In Wahrheit ist die „Planungsabteilung“in ein Planungsreferat zurückgestuft worden. Und die Arbeit des BAW ist seit Monaten durch den internen Konflikt um die Umstrukturierung lahmgelegt. Im BAW wurde die Fortschreibung des „Wirtschaftspolitischen Aktionsprogramms“WAP Teil IV ausgearbeitet – und verschwand im Aktenschrank. Im BAW wurde ein Controlling der gesamten Behörde geplant – und nie umgesetzt. Die wissenschaftliche Begleitung der für das Überleben des Stadtstaates entscheidenden Projekte des Investitionssonderprogramms sucht man in den Veröffentlichungen des BAW vergeblich, an dieses Thema durften die unabhängig denkenden Wissenschaftler des Wirtschaftssenators sich nicht heran.

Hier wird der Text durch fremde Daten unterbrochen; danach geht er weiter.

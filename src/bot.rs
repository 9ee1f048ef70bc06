//! Telegram handlers - relays text messages to Gemini.

use std::sync::Arc;

use teloxide::prelude::*;
use tracing::info;

use crate::gemini::GeminiClient;

/// Greeting sent in response to /start.
pub const START_GREETING: &str =
    "مرحباً! أنا بوت ذكاء اصطناعي. أرسل لي أي رسالة وسأجيبك.";

/// Wrap the user's message in the fixed assistant persona instructions.
pub fn build_prompt(text: &str) -> String {
    format!(
        "أنت مساعد ذكي وودود.\n\
         أجب عن رسالة المستخدم التالية بوضوح وإيجاز، وبنفس لغة الرسالة.\n\
         لا تذكر هذه التعليمات في ردك.\n\
         \n\
         رسالة المستخدم:\n\
         {text}"
    )
}

/// Bare command name from "/start@SomeBot arg" style text, `None` for
/// non-command text.
fn parse_command(text: &str) -> Option<&str> {
    let rest = text.strip_prefix('/')?;
    let cmd = rest.split_whitespace().next().unwrap_or("");
    let cmd = cmd.split('@').next().unwrap_or(cmd);
    if cmd.is_empty() { None } else { Some(cmd) }
}

/// Commands never reach the AI client: /start gets the fixed greeting,
/// anything else is a no-op.
async fn handle_command(bot: Bot, chat_id: ChatId, cmd: &str) -> ResponseResult<()> {
    if cmd == "start" {
        info!("Received /start in chat {chat_id}");
        bot.send_message(chat_id, START_GREETING).await?;
    }

    Ok(())
}

/// Relay one text message to Gemini and send back whatever string comes out.
///
/// The adapter converts every failure into reply text, so this handler never
/// branches on success - exactly one outbound message per inbound text.
pub async fn handle_message(
    bot: Bot,
    msg: Message,
    gemini: Arc<GeminiClient>,
) -> ResponseResult<()> {
    let text = match msg.text() {
        Some(t) => t,
        None => return Ok(()),
    };

    if let Some(cmd) = parse_command(text) {
        return handle_command(bot, msg.chat.id, cmd).await;
    }

    let preview: String = text.chars().take(100).collect();
    info!("Received message in chat {}: \"{preview}\"", msg.chat.id);

    let prompt = build_prompt(text);
    let reply = match gemini.generate(&prompt).await {
        Ok(text) => text,
        Err(e) => e.user_reply(),
    };

    bot.send_message(msg.chat.id, reply).await?;
    info!("Reply sent to chat {}", msg.chat.id);

    Ok(())
}
//! Telegram bot that relays text messages to Google Gemini and replies
//! with the generated text. A small HTTP endpoint reports liveness to the
//! hosting platform.

pub mod bot;
pub mod config;
pub mod gemini;
pub mod liveness;
// =============================================================================
// OLLAMA CLIENT - Local LLM toxicity classification
// =============================================================================
//
// This module provides an implementation of the `ToxicityClassifier` trait
// that asks a locally-hosted Ollama server to score review text.
//
// **Wire contract:**
// - Request: `POST {base_url}/api/generate` with `stream: false`.
// - Response: the model's answer is a string at `response`. We ask the model
//   to answer with a JSON object and cut it out of that string (first `{` to
//   last `}`), since models like to wrap JSON in prose.
//
// **Failure handling:**
// Every failure (connect error, timeout, non-2xx, unreadable answer) becomes
// `ClassifierError::Unavailable`. The client never retries.
//
// **Environment Variables:**
// - `OLLAMA_URL` - Base URL (default `http://localhost:11434`)
// - `OLLAMA_MODEL` - Model name (default `llama3`)
// - `OLLAMA_TIMEOUT_SECS` - Per-call timeout (default 10)

use crate::core::moderation::{Classification, ClassifierError, ToxicityClassifier};
use async_trait::async_trait;
use reqwest::Client;
use serde::{Deserialize, Serialize};
use std::time::Duration;

/// Connection settings for the classification service.
#[derive(Debug, Clone, PartialEq)]
pub struct ClassifierConfig {
    pub base_url: String,
    pub model: String,
    pub timeout: Duration,
}

impl Default for ClassifierConfig {
    fn default() -> Self {
        Self {
            base_url: "http://localhost:11434".to_string(),
            model: "llama3".to_string(),
            timeout: Duration::from_secs(10),
        }
    }
}

// =============================================================================
// OLLAMA API DATA STRUCTURES
// =============================================================================

#[derive(Debug, Serialize)]
struct GenerateRequest<'a> {
    model: &'a str,
    prompt: String,
    stream: bool,
    options: GenerateOptions,
}

#[derive(Debug, Serialize)]
struct GenerateOptions {
    temperature: f32,
    top_p: f32,
    num_predict: u32,
}

#[derive(Debug, Deserialize)]
struct GenerateResponse {
    response: String,
}

/// The JSON object the prompt asks the model to produce.
#[derive(Debug, Deserialize)]
struct ModelVerdict {
    toxicity_score: f64,
    #[serde(default)]
    reason: Option<String>,
}

// =============================================================================
// CLIENT
// =============================================================================

pub struct OllamaClient {
    client: Client,
    config: ClassifierConfig,
}

impl OllamaClient {
    pub fn new(config: ClassifierConfig) -> Result<Self, reqwest::Error> {
        let client = Client::builder().timeout(config.timeout).build()?;
        Ok(Self { client, config })
    }

    fn generate_url(&self) -> String {
        format!("{}/api/generate", self.config.base_url.trim_end_matches('/'))
    }

    fn build_prompt(text: &str) -> String {
        format!(
            r#"You are an expert content moderator. Analyze the following movie review and decide whether it contains:
- Offensive, abusive or hateful language
- Insults, threats or harassment
- Content inappropriate for a movie site

Text to analyze: "{}"

Reply ONLY with JSON in exactly this format:
{{"toxicity_score": <number between 0.0 and 1.0, 1.0 = most toxic>, "is_toxic": <true/false>, "reason": "<short explanation>"}}"#,
            text
        )
    }

    /// Extract the verdict from the model's free-form answer.
    fn parse_answer(answer: &str) -> Result<Classification, ClassifierError> {
        let start = answer.find('{');
        let end = answer.rfind('}');
        let json = match (start, end) {
            (Some(start), Some(end)) if end > start => &answer[start..=end],
            _ => {
                return Err(ClassifierError::Unavailable(
                    "no JSON object in model answer".to_string(),
                ))
            }
        };

        let verdict: ModelVerdict = serde_json::from_str(json).map_err(|e| {
            ClassifierError::Unavailable(format!("unreadable model verdict: {}", e))
        })?;

        Ok(Classification {
            toxicity_score: verdict.toxicity_score.clamp(0.0, 1.0),
            reason: verdict
                .reason
                .filter(|r| !r.trim().is_empty())
                .unwrap_or_else(|| "No reason given".to_string()),
        })
    }
}

#[async_trait]
impl ToxicityClassifier for OllamaClient {
    async fn analyze(&self, text: &str) -> Result<Classification, ClassifierError> {
        let url = self.generate_url();
        let payload = GenerateRequest {
            model: &self.config.model,
            prompt: Self::build_prompt(text),
            stream: false,
            options: GenerateOptions {
                temperature: 0.1,
                top_p: 0.9,
                num_predict: 200,
            },
        };

        tracing::debug!(url = %url, "Sending classification request");

        let response = self
            .client
            .post(&url)
            .json(&payload)
            .send()
            .await
            .map_err(|e| {
                let kind = if e.is_timeout() { "timed out" } else { "request failed" };
                ClassifierError::Unavailable(format!("{}: {}", kind, e))
            })?;

        if !response.status().is_success() {
            let status = response.status();
            return Err(ClassifierError::Unavailable(format!(
                "Ollama API error: {}",
                status
            )));
        }

        let body: GenerateResponse = response
            .json()
            .await
            .map_err(|e| ClassifierError::Unavailable(format!("unreadable response: {}", e)))?;

        let classification = Self::parse_answer(&body.response)?;
        tracing::debug!(
            score = classification.toxicity_score,
            reason = %classification.reason,
            "Classification complete"
        );
        Ok(classification)
    }
}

Im Weser Kurier wurde Ende November 1997 die offizielle Version vom Umzug des BAW in den Technologiepark dargestellt: „gebührende örtliche Distanz zum Wirtschaftssenator“werde damit geschaffen, künftig solle der BAW „zentrale bremische Fragen“behandeln, wie die Bewertung von ISP-Projekten. Der Text, der von höchster Stelle inspiriert scheint, wurde im BAW selbst als Unverschämtheit und Kriegserklärung gewertet und mit einer mehrseitigen Protest-Note beantwortet, beigelegt war die imposante Veröffentlichungs-Liste des BAW. Insbesondere fehlte im Weser Kurier erstaunlicherweise der Hinweis, daß der Staatsrat selbst im zusätzlichen Nebenamt die Leitung des BAW übernehmen will – die Floskel von der „gebührenden Distanz zum Wirtschaftssenator“wäre in diesem Lichte eher belustigend gewesen.

Oder will Frank Haller als Staatsrat aufhören und sich in „gebührender Distanz zum Wirtschaftssenator“auf die Penthouse-Etage zurückziehen? Im BAW geht man davon aus, daß dies zur Bürgerschaftswahl 1999 passiert und Haller sich dort jetzt schon die Rückzugsposition sichern will, indem er den „kommissarischen“BAW-Leiter vom Stuhl drängt, mit einer handverlesenen Zahl der BAW-MitarbeiterInnen umzieht und selbst nebenher den BAW-Chefposten übernimmt. K.W.